Die Diskussionsteilnehmer hoben positiv hervor, dass der Aufsatz bemüht sei, das reiche Erbe der Metaphernforschung (siehe beispielsweise Lausberg) zu integrieren und dadurch sowohl ein literaturwissenschaftlich als auch ein eher technisch interessiertes Publikum anzusprechen. Als literaturwissenschaftlich anschlussfähig erwiesen sich bspw. Beobachtungen zur abnehmenden Satzlänge. Eine andere Studie zeige jedoch, dass zwischen 1850 und 1950 auch die Satzlänge in wissenschaftlichen Texten systematisch abnehme, es sich also um eine allgemeine Sprachentwicklung des bildungsbürgerlichen Sprechens und nicht nur um ein literarisches Phänomen handeln könne. Auch die konstatierte historische Abnahme der Menge an gebrauchten Metaphern lasse den Schluss zu, dass ebenfalls die Prozessleistung zur Verarbeitung von Metaphern abnehme. Der Ansatz sei gegenüber dieser phänomenologischen Komponente des Gegenstandsbereiches jedoch explizit agnostisch, da man keine Aussagen darüber treffen könne, wie Menschen mit den Metaphern umgingen. Eine Hypothesengenerierung sei indes auf Grundlage der Ergebnisse möglich. Diskutiert wurde zudem die Beobachtung, dass im skizzierten Verfahren nicht die abweichenden oder literarisch interessanten Metaphern im Vordergrund stünden. Trotz des weiten Metaphernbegriffs würden jedoch auch einige Metaphernspielarten aus der Analyse ausgeschlossen – bspw. etymologische Metaphern wie „zwiebeln“, da das Neuhochdeutsche als Referenz angelegt werde. Die pragmatische Entscheidung, bestimmte Formen von Metaphern auszuschließen und mit in Wörterbüchern festgelegten Bedeutungen zu arbeiten, wurde generell begrüßt, da so – neben dem Peer-Review innerhalb der Annotatorenteams – eine größere Unabhängigkeit vom jeweiligen Lektüreprozess gegeben sei. Eine Binnendifferenzierung in der Art der annotierten Metaphern fehle bislang noch. Zu Beginn möglichst breit zu annotieren, wurde als Methode jedoch begrüßt, da es zunächst darum ginge, eine große Menge an Daten zu erzeugen, an die spätere Automatisierungsversuche anschließen könnten. Außerdem wurde der Vorschlag gemacht, man solle die Metapher differenziell im Konkurrenzfeld zu den anderen Tropen (wie Metonymie, Ironie oder Emphase) untersuchen, um der Möglichkeit gerecht zu werden, dass ein Autor sehr unmetaphorisch, dafür aber stark ironisch schreiben könne.

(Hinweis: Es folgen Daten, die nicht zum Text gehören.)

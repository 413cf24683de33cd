fn main() {
    multiversx_sc_meta_lib::cli_main::<fund_me::AbiProvider>();
}
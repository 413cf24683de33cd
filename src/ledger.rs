multiversx_sc::imports!();

use crate::errors::ERR_INDEX_OUT_OF_RANGE;

/// Per-funder balances plus the ordered funder registry.
///
/// Both structures change together inside one endpoint call, so
/// `sum(address_to_amount_funded) == contract balance` holds between calls.
#[multiversx_sc::module]
pub trait LedgerModule {
    /// Appends `funder` to the registry even if it is already listed.
    fn record_contribution(&self, funder: &ManagedAddress, amount: &BigUint) {
        self.address_to_amount_funded(funder)
            .update(|funded| *funded += amount);
        self.funders().push(funder);
    }

    /// Zeroes every record, re-reading the registry from storage at each step.
    /// Returns the number of registry entries reset.
    fn reset_contributions(&self) -> usize {
        let mut index = 1;
        while index <= self.funders().len() {
            let funder = self.funders().get(index);
            self.address_to_amount_funded(&funder).clear();
            index += 1;
        }

        let funders_reset = index - 1;
        self.funders().clear();
        funders_reset
    }

    /// Same end state as `reset_contributions`, but walks an in-memory
    /// snapshot of the registry.
    fn reset_contributions_from_snapshot(&self) -> usize {
        let funders: ManagedVec<ManagedAddress> = self.funders().iter().collect();
        for funder in funders.iter() {
            self.address_to_amount_funded(&funder).clear();
        }

        self.funders().clear();
        funders.len()
    }

    fn held_balance(&self) -> BigUint {
        self.blockchain()
            .get_sc_balance(&EgldOrEsdtTokenIdentifier::egld(), 0)
    }

    // ========================================================
    // VIEWS
    // ========================================================

    /// `index` is 0-based.
    #[view(getFunder)]
    fn get_funder(&self, index: usize) -> ManagedAddress {
        let funders = self.funders();
        require!(index < funders.len(), ERR_INDEX_OUT_OF_RANGE);
        funders.get(index + 1)
    }

    #[view(getFundersCount)]
    fn get_funders_count(&self) -> usize {
        self.funders().len()
    }

    // ========================================================
    // STORAGE
    // ========================================================

    #[view(getAddressToAmountFunded)]
    #[storage_mapper("addressToAmountFunded")]
    fn address_to_amount_funded(&self, funder: &ManagedAddress) -> SingleValueMapper<BigUint>;

    #[storage_mapper("funders")]
    fn funders(&self) -> VecMapper<ManagedAddress>;
}
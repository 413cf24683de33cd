use mock_price_feed::mock_price_feed_proxy::MockPriceFeedProxy;
use multiversx_sc_scenario::imports::*;

const OWNER_ADDRESS: TestAddress = TestAddress::new("owner");
const PRICE_FEED_ADDRESS: TestSCAddress = TestSCAddress::new("price-feed");
const CODE_PATH: MxscPath = MxscPath::new("output/mock-price-feed.mxsc.json");

const DECIMALS: u8 = 8;
const INITIAL_ANSWER: u64 = 200_000_000_000;

fn world() -> ScenarioWorld {
    let mut world = ScenarioWorld::new();
    world.register_contract(CODE_PATH, mock_price_feed::ContractBuilder);
    world
}

fn deploy(world: &mut ScenarioWorld) {
    world.account(OWNER_ADDRESS).nonce(1);
    world
        .tx()
        .from(OWNER_ADDRESS)
        .typed(MockPriceFeedProxy)
        .init(DECIMALS, INITIAL_ANSWER)
        .code(CODE_PATH)
        .new_address(PRICE_FEED_ADDRESS)
        .run();
}

#[test]
fn test_init_sets_first_round() {
    let mut world = world();
    deploy(&mut world);

    world
        .query()
        .to(PRICE_FEED_ADDRESS)
        .typed(MockPriceFeedProxy)
        .decimals()
        .returns(ExpectValue(DECIMALS))
        .run();
    world
        .query()
        .to(PRICE_FEED_ADDRESS)
        .typed(MockPriceFeedProxy)
        .latest_answer()
        .returns(ExpectValue(INITIAL_ANSWER))
        .run();
    world
        .query()
        .to(PRICE_FEED_ADDRESS)
        .typed(MockPriceFeedProxy)
        .latest_round()
        .returns(ExpectValue(1u64))
        .run();
}

#[test]
fn test_latest_rate_reports_answer_and_decimals() {
    let mut world = world();
    deploy(&mut world);

    let (rate, decimals) = world
        .query()
        .to(PRICE_FEED_ADDRESS)
        .typed(MockPriceFeedProxy)
        .latest_rate()
        .returns(ReturnsResult)
        .run()
        .into_tuple();

    assert!(rate == INITIAL_ANSWER);
    assert_eq!(decimals, DECIMALS);
}

#[test]
fn test_update_answer_starts_new_round() {
    let mut world = world();
    deploy(&mut world);

    world
        .tx()
        .from(OWNER_ADDRESS)
        .to(PRICE_FEED_ADDRESS)
        .typed(MockPriceFeedProxy)
        .update_answer(300_000_000_000u64)
        .run();

    world
        .query()
        .to(PRICE_FEED_ADDRESS)
        .typed(MockPriceFeedProxy)
        .latest_answer()
        .returns(ExpectValue(300_000_000_000u64))
        .run();
    world
        .query()
        .to(PRICE_FEED_ADDRESS)
        .typed(MockPriceFeedProxy)
        .latest_round()
        .returns(ExpectValue(2u64))
        .run();
}
use multiversx_sc::proxy_imports::*;

/// Read-only view of an EGLD/USD price feed.
///
/// Any contract exposing `latestRate` (answer plus its decimal precision) can
/// back the fund, including the `mock-price-feed` test double.
pub struct PriceFeedProxy;

impl<Env, From, To, Gas> TxProxyTrait<Env, From, To, Gas> for PriceFeedProxy
where
    Env: TxEnv,
    From: TxFrom<Env>,
    To: TxTo<Env>,
    Gas: TxGas<Env>,
{
    type TxProxyMethods = PriceFeedProxyMethods<Env, From, To, Gas>;

    fn proxy_methods(self, tx: Tx<Env, From, To, (), Gas, (), ()>) -> Self::TxProxyMethods {
        PriceFeedProxyMethods { wrapped_tx: tx }
    }
}

pub struct PriceFeedProxyMethods<Env, From, To, Gas>
where
    Env: TxEnv,
    From: TxFrom<Env>,
    To: TxTo<Env>,
    Gas: TxGas<Env>,
{
    wrapped_tx: Tx<Env, From, To, (), Gas, (), ()>,
}

impl<Env, From, To, Gas> PriceFeedProxyMethods<Env, From, To, Gas>
where
    Env: TxEnv,
    Env::Api: VMApi,
    From: TxFrom<Env>,
    To: TxTo<Env>,
    Gas: TxGas<Env>,
{
    pub fn latest_rate(
        self,
    ) -> TxTypedCall<Env, From, To, NotPayable, Gas, MultiValue2<BigUint<Env::Api>, u8>> {
        self.wrapped_tx
            .payment(NotPayable)
            .raw_call("latestRate")
            .original_result()
    }
}
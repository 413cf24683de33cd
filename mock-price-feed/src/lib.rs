#![no_std]

multiversx_sc::imports!();

pub mod mock_price_feed_proxy;

/// Price feed test double with a settable answer.
///
/// Answers are plain integers scaled by `decimals` fractional digits, so
/// `200_000_000_000` with 8 decimals reads as 2000 USD.
#[multiversx_sc::contract]
pub trait MockPriceFeed {
    #[init]
    fn init(&self, decimals: u8, initial_answer: BigUint) {
        self.decimals().set(decimals);
        self.store_answer(initial_answer);
    }

    #[upgrade]
    fn upgrade(&self) {}

    #[endpoint(updateAnswer)]
    fn update_answer(&self, answer: BigUint) {
        self.store_answer(answer);
    }

    fn store_answer(&self, answer: BigUint) {
        self.latest_answer().set(&answer);
        self.latest_round().update(|round| *round += 1);
        self.answer_updated_event(self.latest_round().get(), &answer);
    }

    #[view(latestRate)]
    fn latest_rate(&self) -> MultiValue2<BigUint, u8> {
        (self.latest_answer().get(), self.decimals().get()).into()
    }

    #[event("answerUpdated")]
    fn answer_updated_event(&self, #[indexed] round: u64, answer: &BigUint);

    #[view(decimals)]
    #[storage_mapper("decimals")]
    fn decimals(&self) -> SingleValueMapper<u8>;

    #[view(latestAnswer)]
    #[storage_mapper("latestAnswer")]
    fn latest_answer(&self) -> SingleValueMapper<BigUint>;

    #[view(latestRound)]
    #[storage_mapper("latestRound")]
    fn latest_round(&self) -> SingleValueMapper<u64>;
}
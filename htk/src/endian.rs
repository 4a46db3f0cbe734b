//! Byte order selection for the binary label and chunk formats.

use std::fmt;
use std::str::FromStr;

use bytes::{Buf, BufMut};
use serde::{Deserialize, Serialize};

/// Byte order of multi-byte integer fields.
#[derive(Debug, Clone, Copy, PartialEq, Eq, Default, Serialize, Deserialize)]
#[serde(rename_all = "lowercase")]
pub enum ByteOrder {
    Big,
    #[default]
    Little,
}

impl ByteOrder {
    /// Byte order of the running platform.
    pub const fn native() -> Self {
        if cfg!(target_endian = "big") {
            ByteOrder::Big
        } else {
            ByteOrder::Little
        }
    }

    /// Maps a "big endian?" flag to a byte order.
    pub const fn from_big_endian(big: bool) -> Self {
        if big { ByteOrder::Big } else { ByteOrder::Little }
    }

    pub fn put_u16<B: BufMut>(self, buf: &mut B, v: u16) {
        match self {
            ByteOrder::Big => buf.put_u16(v),
            ByteOrder::Little => buf.put_u16_le(v),
        }
    }

    pub fn put_u32<B: BufMut>(self, buf: &mut B, v: u32) {
        match self {
            ByteOrder::Big => buf.put_u32(v),
            ByteOrder::Little => buf.put_u32_le(v),
        }
    }

    /// Reads a u16, or `None` if fewer than 2 bytes remain.
    pub fn get_u16<B: Buf>(self, buf: &mut B) -> Option<u16> {
        if buf.remaining() < 2 {
            return None;
        }
        Some(match self {
            ByteOrder::Big => buf.get_u16(),
            ByteOrder::Little => buf.get_u16_le(),
        })
    }

    /// Reads a u32, or `None` if fewer than 4 bytes remain.
    pub fn get_u32<B: Buf>(self, buf: &mut B) -> Option<u32> {
        if buf.remaining() < 4 {
            return None;
        }
        Some(match self {
            ByteOrder::Big => buf.get_u32(),
            ByteOrder::Little => buf.get_u32_le(),
        })
    }
}

impl fmt::Display for ByteOrder {
    fn fmt(&self, f: &mut fmt::Formatter<'_>) -> fmt::Result {
        match self {
            ByteOrder::Big => write!(f, "big"),
            ByteOrder::Little => write!(f, "little"),
        }
    }
}

impl FromStr for ByteOrder {
    type Err = String;

    fn from_str(s: &str) -> Result<Self, Self::Err> {
        match s.to_ascii_lowercase().as_str() {
            "big" | "be" => Ok(ByteOrder::Big),
            "little" | "le" => Ok(ByteOrder::Little),
            other => Err(format!("unknown byte order {other:?} (want big or little)")),
        }
    }
}

#[cfg(test)]
mod tests {
    use super::*;
    use bytes::BytesMut;

    #[test]
    fn test_put_get() {
        for order in [ByteOrder::Big, ByteOrder::Little] {
            let mut buf = BytesMut::new();
            order.put_u32(&mut buf, 0x0102_0304);
            order.put_u16(&mut buf, 0x0506);

            let mut rd = &buf[..];
            assert_eq!(order.get_u32(&mut rd), Some(0x0102_0304));
            assert_eq!(order.get_u16(&mut rd), Some(0x0506));
            assert_eq!(order.get_u16(&mut rd), None);
        }
    }

    #[test]
    fn test_layout_on_wire() {
        let mut buf = BytesMut::new();
        ByteOrder::Big.put_u32(&mut buf, 1);
        ByteOrder::Little.put_u32(&mut buf, 1);
        assert_eq!(&buf[..], &[0, 0, 0, 1, 1, 0, 0, 0]);
    }

    #[test]
    fn test_native() {
        let mut buf = BytesMut::new();
        ByteOrder::native().put_u32(&mut buf, 0x0102_0304);
        assert_eq!(&buf[..], &0x0102_0304u32.to_ne_bytes());
        assert_eq!(
            ByteOrder::native() == ByteOrder::Big,
            cfg!(target_endian = "big")
        );
    }

    #[test]
    fn test_parse() {
        assert_eq!("big".parse::<ByteOrder>().unwrap(), ByteOrder::Big);
        assert_eq!("LE".parse::<ByteOrder>().unwrap(), ByteOrder::Little);
        assert!("middle".parse::<ByteOrder>().is_err());
        assert_eq!(ByteOrder::from_big_endian(true), ByteOrder::Big);
        assert_eq!(ByteOrder::default(), ByteOrder::Little);
    }
}
//! Master label file (MLF) parsing.
//!
//! Two encodings are supported, selected by [`LabelFormat`]:
//!
//! Text:
//!
//! ```text
//! #!MLF!#
//! "An4/71/71/cen5-fjam-b.lab"
//! 0 100000 sil[2] -0.785971 sil 454.794006 </s>
//! 100000 5500000 sil[3] 465.522034
//! .
//! ```
//!
//! Binary (integers in the caller-selected byte order):
//!
//! ```text
//! [3B magic] [2B version]
//! repeated:
//!   [2B id_len] [id_len bytes id] [4B sequence_end] [2B sequence_size]
//!   sequence_size x ([2B phone] [2B count])
//! [2B id_len = 0]
//! ```

use std::collections::HashMap;
use std::fs::{self, File};
use std::io::{BufRead, BufReader};
use std::path::{Path, PathBuf};

use bytes::Buf;
use tracing::{debug, error, info, warn};

use crate::endian::ByteOrder;
use crate::error::{Error, Result};
use crate::vocab::PhoneVocabulary;

/// Label time units (100ns ticks) per output frame.
pub const TICKS_PER_FRAME: u64 = 100_000;

/// Length of the binary MLF prologue (magic + version).
pub const BINARY_PROLOGUE: usize = 5;

/// One run of identical labels.
#[derive(Debug, Clone, Copy, PartialEq, Eq)]
pub struct LabelRun {
    pub phone: u32,
    pub count: u32,
}

impl LabelRun {
    pub const fn new(phone: u32, count: u32) -> Self {
        Self { phone, count }
    }
}

/// Number of frames covered by `runs`.
pub fn total_frames(runs: &[LabelRun]) -> u64 {
    runs.iter().map(|r| r.count as u64).sum()
}

/// Utterance id to label runs.
pub type LabelMap = HashMap<String, Vec<LabelRun>>;

/// Serialization of a label file.
#[derive(Debug, Clone, Copy, PartialEq, Eq)]
pub enum LabelFormat {
    Text,
    Binary { byte_order: ByteOrder },
}

/// Parses MLF files into a [`LabelMap`].
#[derive(Debug, Clone)]
pub struct LabelParser<'a> {
    vocab: &'a PhoneVocabulary,
    format: LabelFormat,
    skip_malformed_files: bool,
}

impl<'a> LabelParser<'a> {
    pub fn new(vocab: &'a PhoneVocabulary, format: LabelFormat) -> Self {
        Self {
            vocab,
            format,
            skip_malformed_files: false,
        }
    }

    /// Log and skip files with structural errors instead of failing.
    pub fn skip_malformed_files(mut self, skip: bool) -> Self {
        self.skip_malformed_files = skip;
        self
    }

    /// Parses every MLF named (one per line) in `list_path`.
    pub fn parse_list<P: AsRef<Path>>(&self, list_path: P) -> Result<LabelMap> {
        let reader = BufReader::new(File::open(list_path.as_ref())?);
        let mut paths = Vec::new();
        for line in reader.lines() {
            let line = line?;
            let line = line.trim();
            if !line.is_empty() {
                paths.push(PathBuf::from(line));
            }
        }
        self.parse_files(paths)
    }

    /// Parses `paths` in order. Later files overwrite earlier entries.
    pub fn parse_files<I, P>(&self, paths: I) -> Result<LabelMap>
    where
        I: IntoIterator<Item = P>,
        P: AsRef<Path>,
    {
        let mut labels = LabelMap::new();
        let mut files = 0usize;
        for path in paths {
            let path = path.as_ref();
            match self.parse_file(path, &mut labels) {
                Ok(n) => {
                    files += 1;
                    info!(path = %path.display(), utterances = n, "label file parsed");
                }
                Err(e @ Error::MalformedLabelRecord { .. }) if self.skip_malformed_files => {
                    error!(path = %path.display(), error = %e, "skipping malformed label file");
                }
                Err(e) => return Err(e),
            }
        }
        info!(files, utterances = labels.len(), "label map built");
        Ok(labels)
    }

    /// Parses one file and merges it into `labels` only if it parses fully.
    /// Returns the number of utterances in the file.
    pub fn parse_file(&self, path: &Path, labels: &mut LabelMap) -> Result<usize> {
        let parsed = match self.format {
            LabelFormat::Text => {
                let file = File::open(path)?;
                self.parse_text(path, BufReader::new(file))?
            }
            LabelFormat::Binary { byte_order } => {
                let data = fs::read(path)?;
                parse_binary(path, &data, byte_order)?
            }
        };

        let n = parsed.len();
        for (utt_id, runs) in parsed {
            if labels.contains_key(&utt_id) {
                debug!(utt_id = %utt_id, path = %path.display(), "label entry replaced by later file");
            }
            labels.insert(utt_id, runs);
        }
        Ok(n)
    }

    /// Parses a text MLF. `path` is used for error reporting only.
    pub fn parse_text<R: BufRead>(&self, path: &Path, reader: R) -> Result<LabelMap> {
        let mut records = LabelMap::new();
        let mut current: Option<(String, Vec<LabelRun>)> = None;

        for (n, line) in reader.lines().enumerate() {
            let line = line?;
            let line = line.trim_end();
            let lineno = n + 1;

            if line.is_empty() || line.starts_with('#') {
                continue;
            }
            if line.starts_with('"') {
                finish_record(&mut records, current.take());
                let utt_id = text_utt_id(line).ok_or_else(|| {
                    Error::malformed_label(path, format!("line {lineno}: empty utterance id"))
                })?;
                current = Some((utt_id, Vec::new()));
                continue;
            }
            if line.starts_with('.') {
                finish_record(&mut records, current.take());
                continue;
            }
            if !line.as_bytes()[0].is_ascii_digit() {
                return Err(Error::malformed_label(
                    path,
                    format!("line {lineno}: unexpected structure {line:?}"),
                ));
            }
            let Some((utt_id, runs)) = current.as_mut() else {
                return Err(Error::malformed_label(
                    path,
                    format!("line {lineno}: label entry outside a record"),
                ));
            };

            let mut tokens = line.split_whitespace();
            let (Some(start), Some(end), Some(symbol)) = (tokens.next(), tokens.next(), tokens.next())
            else {
                return Err(Error::malformed_label(
                    path,
                    format!("line {lineno}: want `start end symbol`, got {line:?}"),
                ));
            };
            let start = parse_ticks(path, lineno, start)? / TICKS_PER_FRAME;
            let end = parse_ticks(path, lineno, end)? / TICKS_PER_FRAME;
            if end < start {
                return Err(Error::malformed_label(
                    path,
                    format!("line {lineno}: end before start"),
                ));
            }

            let phone = self.vocab.index_of(symbol)?;
            let duration = end - start;
            if duration == 0 {
                debug!(utt_id = %utt_id, line = lineno, "skipping zero-length label entry");
                continue;
            }
            let count = u32::try_from(duration).map_err(|_| Error::FieldOverflow {
                field: "label duration",
                value: duration,
            })?;
            runs.push(LabelRun::new(phone, count));
        }
        finish_record(&mut records, current.take());
        Ok(records)
    }
}

/// Parses a binary MLF image. `path` is used for error reporting only.
pub fn parse_binary(path: &Path, data: &[u8], order: ByteOrder) -> Result<LabelMap> {
    let truncated = |what: &str| Error::malformed_label(path, format!("truncated {what}"));

    if data.len() < BINARY_PROLOGUE {
        return Err(Error::malformed_label(path, "missing magic/version prologue"));
    }
    let mut buf = &data[BINARY_PROLOGUE..];
    let mut records = LabelMap::new();

    while buf.has_remaining() {
        let id_len = order.get_u16(&mut buf).ok_or_else(|| truncated("id length"))? as usize;
        if id_len == 0 {
            break;
        }
        if buf.remaining() < id_len {
            return Err(truncated("utterance id"));
        }
        let utt_id = std::str::from_utf8(&buf[..id_len])
            .map_err(|e| Error::malformed_label(path, format!("utterance id: {e}")))?
            .to_string();
        buf.advance(id_len);

        let _sequence_end = order.get_u32(&mut buf).ok_or_else(|| truncated("sequence end"))?;
        let size = order.get_u16(&mut buf).ok_or_else(|| truncated("sequence size"))?;
        let mut runs = Vec::with_capacity(size as usize);
        for _ in 0..size {
            let phone = order.get_u16(&mut buf).ok_or_else(|| truncated("label run"))?;
            let count = order.get_u16(&mut buf).ok_or_else(|| truncated("label run"))?;
            if count == 0 {
                debug!(utt_id = %utt_id, "skipping zero-length label run");
                continue;
            }
            runs.push(LabelRun::new(phone as u32, count as u32));
        }
        finish_record(&mut records, Some((utt_id, runs)));
    }
    Ok(records)
}

/// Extracts the utterance id from a `"name.ext"` record header.
fn text_utt_id(line: &str) -> Option<String> {
    let stem = line.split('.').next().unwrap_or_default();
    let stem = stem.strip_prefix('"').unwrap_or(stem);
    let stem = stem.strip_suffix('"').unwrap_or(stem);
    (!stem.is_empty()).then(|| stem.to_string())
}

fn parse_ticks(path: &Path, lineno: usize, token: &str) -> Result<u64> {
    token.parse::<u64>().map_err(|_| {
        Error::malformed_label(path, format!("line {lineno}: invalid time {token:?}"))
    })
}

fn finish_record(records: &mut LabelMap, record: Option<(String, Vec<LabelRun>)>) {
    let Some((utt_id, runs)) = record else {
        return;
    };
    if runs.is_empty() {
        warn!(utt_id = %utt_id, "dropping utterance without label entries");
        return;
    }
    records.insert(utt_id, runs);
}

In dem beschriebenen Experiment wurde mit Erzählanfängen gearbeitet, da gerade in den Anfängen von Erzählungen, in denen Text und Leser aufeinandertreffen und die rhetorische Funktion, den Leser zum Weiterlesen zu animieren, erfüllt werden solle, interessante Textstellen vermutet wurden. Außerdem lasse die aufwendige Methode der manuellen Annotation keine großen Textmengen zu. Ob ein Sampling aus Volltexten ebenso gute Ergebnisse produziert hätte, sollte überprüft werden. Als Alternative zum synchronen Wörterbuchansatz wurde über word2vec gesprochen, um Grund- und Kontextbedeutungen in zwei getrennten Korpora zuzuweisen. Wahrgenommen werden sollten zudem andere Ansätze, Metaphorizität zu modellieren, so z. B. der von Biemann u. a., die Jakobsons Poetizitätskonzept und eine distributionelle Semantik zugrunde legten.